The Maui Invitational – arguably the most widely known of all preseason tournaments – generated US$17.2 million for the island during its 2015 event, according to the Hawiian Tourism Authority. Government leaders in the Bahamas have pegged the economic value of the Battle 4 Atlantis tournament at close to US$25 million.
The economic impact of last year’s tournament in Cayman is estimated at more than US $2 million, according to a spokesperson for the tournament. On top of that, roughly 1.1 million people last year watched livestream broadcasts of the tournament on Facebook.
The tournament “offers significant economic and promotional benefits” to Cayman, Tourism Minister Moses Kirkconnell said during a May press conference. “The Cayman Islands has earned a reputation for being a premier sports tourism destination.”
Kirkconnell looks for those figures to increase going forward and says it’s good value for money considering his ministry put $75,000 toward the tournament.
“If we get 2,000 people that come and each one of them spends 2,000 dollars, we believe that this is a tremendous success,” he said.
If those figures are met, that’s a $4 million boost in local spend during a time of year where there’s traditionally a dip in Cayman’s stayover visitor numbers.
That doesn’t include the monetary value of marketing and promotion that come with international streaming rights.
“This tournament brings some of the leading US men’s college basketball teams to our shores and delivers significant economic and promotional benefits to our island,” Kirkconnell said. “Last year, millions of active users were able to tune-in via Facebook’s extensive streaming network, proving the Cayman Islands with tremendous global exposure.”
Tournament organisers are bullish on viewership numbers as this year’s tournament, which will once again will be streamed on Facebook.
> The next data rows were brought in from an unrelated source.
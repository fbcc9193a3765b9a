//! Data models for ronmgr.
//!
//! - [`Mod`] / [`ModId`]: a `.pak` file tracked by the central library
//! - [`Instance`] / [`ModRef`] / [`InstanceId`]: a named profile selecting which mods are enabled
//! - [`AppState`]: the active-instance pointer plus the runtime activation marker
//! - [`UserConfig`]: user settings loaded from `ronmgr.yaml`
//!
//! # Architecture Note
//!
//! Instances and library entries are plain serializable values. Whether an instance is active is
//! never stored on the instance itself; it is derived from [`AppState`], which is only reachable
//! through [`StateManager`](crate::state::StateManager).

pub mod app_state;
pub mod config;
pub mod instance;
pub mod mod_entry;

pub use app_state::{AppState, InstanceState};
pub use config::UserConfig;
pub use instance::{Instance, InstanceId, ModRef};
pub use mod_entry::{Mod, ModId};
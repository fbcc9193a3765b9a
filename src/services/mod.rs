//! Services module - business logic for instance activation.
//!
//! The services have no dependencies on any front end, so the CLI (and tests) drive them
//! directly.
//!
//! # Components
//!
//! - [`ActivationEngine`]: clears and rebuilds the reserved-prefix symlinks in the game's mod
//!   directory. Produces:
//!   - [`ActivationReport`]: per-mod outcomes ([`ModStatus`]: created, missing, failed)
//!   - [`DeactivationReport`]: removed entries and per-entry removal failures
//!   - [`DriftReport`]: difference between disk and the active instance
//!
//! - [`ConflictDetector`]: advisory [`ConflictRule`]s over an instance's enabled mods
//!
//! - [`InstanceRegistry`]: instance CRUD and mod-list editing, persisted through the store
//!
//! - [`ModLibrary`]: the central `.pak` store, with `.zip`/`.7z` import
//!
//! - [`game_detection`]: Steam/Proton discovery of the game's mod directory
//!
//! - [`ModManager`]: sequencing of all of the above (validate, filesystem, then state)
//!
//! # Usage Example
//!
//! ```ignore
//! use ronmgr::services::ModManager;
//!
//! let mut manager = ModManager::open(&data_dir, Some(&mods_dir))?;
//! let id = manager.registry_mut().create("Realism")?.id.clone();
//! manager.import(&["WeaponPack.pak"], Some(&id))?;
//!
//! let result = manager.activate(&id)?;
//! println!("{}", result.report.summary());
//! ```

pub mod activation;
pub mod conflicts;
pub mod game_detection;
pub mod library;
pub mod manager;
pub mod registry;

pub use activation::{
    ActivationEngine, ActivationError, ActivationReport, DeactivationReport, DriftReport,
    FailureReason, ModOutcome, ModStatus, SYMLINK_PREFIX,
};
pub use conflicts::{
    AiBehaviorRule, ConflictDetector, ConflictRule, ConflictWarning, DuplicateVersionRule,
};
pub use game_detection::{GameDetectionError, GameLocator, launch_command};
pub use library::{ImportOutcome, LibraryError, ModLibrary};
pub use manager::{ActivationResult, ImportSummary, ManagerError, ModManager, Status};
pub use registry::{InstanceRegistry, ModsAdded, RegistryError};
“If we had 1.1 million (views) last year, I know this year we’re gonna pass that 2 million [mark],” said Victor O’Garro, Cayman’s basketball technical director and president of Caymax sports, the business entity that owns the tournament.
The tournaments involve benefits for the participating teams as well, who need to pay to play.
A freedom of Information request in Nevada from Nevada Sports Net revealed the University of Nevada has signed on to play in the 2020 edition of the Cayman Islands Classic. The Wolfpack will be provided with 14 hotel rooms and one suite for five nights, one rental car for staff and one meeting room for five days free of charge as well as $1,500 in food and beverage credit. These benefits are provided by the tournament.
Nevada will pay the tournament US$70,000 for the first-round game, which is played in Nevada before the team arrives in Cayman. The school will also receive 25 tournaments gifts, although details on what those gifts would be were not released. The Wolfpack would owe the tournament US$140,000 if it pulled out of the event.
Day 1 recap
New Mexico State 78, Colorado State 70
Redshirt sophomore guard Jabair Rice came off the bench tying a career high with 21 points — including 12 in overtime— as New Mexico State held off Colorado State, 78-70 in the opening round of the third annual Cayman Islands Classic at John Gray Gymnasium Tuesday afternoon.
South Florida 66, Loyola 56
South Florida held Loyola of Chicago without a basket for the last 10 minutes 27 seconds en route to a 66-56 come-from-behind victory in the quarterfinal round of the third annual Cayman Islands Classic tournament Monday at the John Gray Gymnasium, according to a tournament press release.
Guards David Collins and Laquincy Rideau scored 21 and 17 points, respectively, for USF while igniting the second-half rally.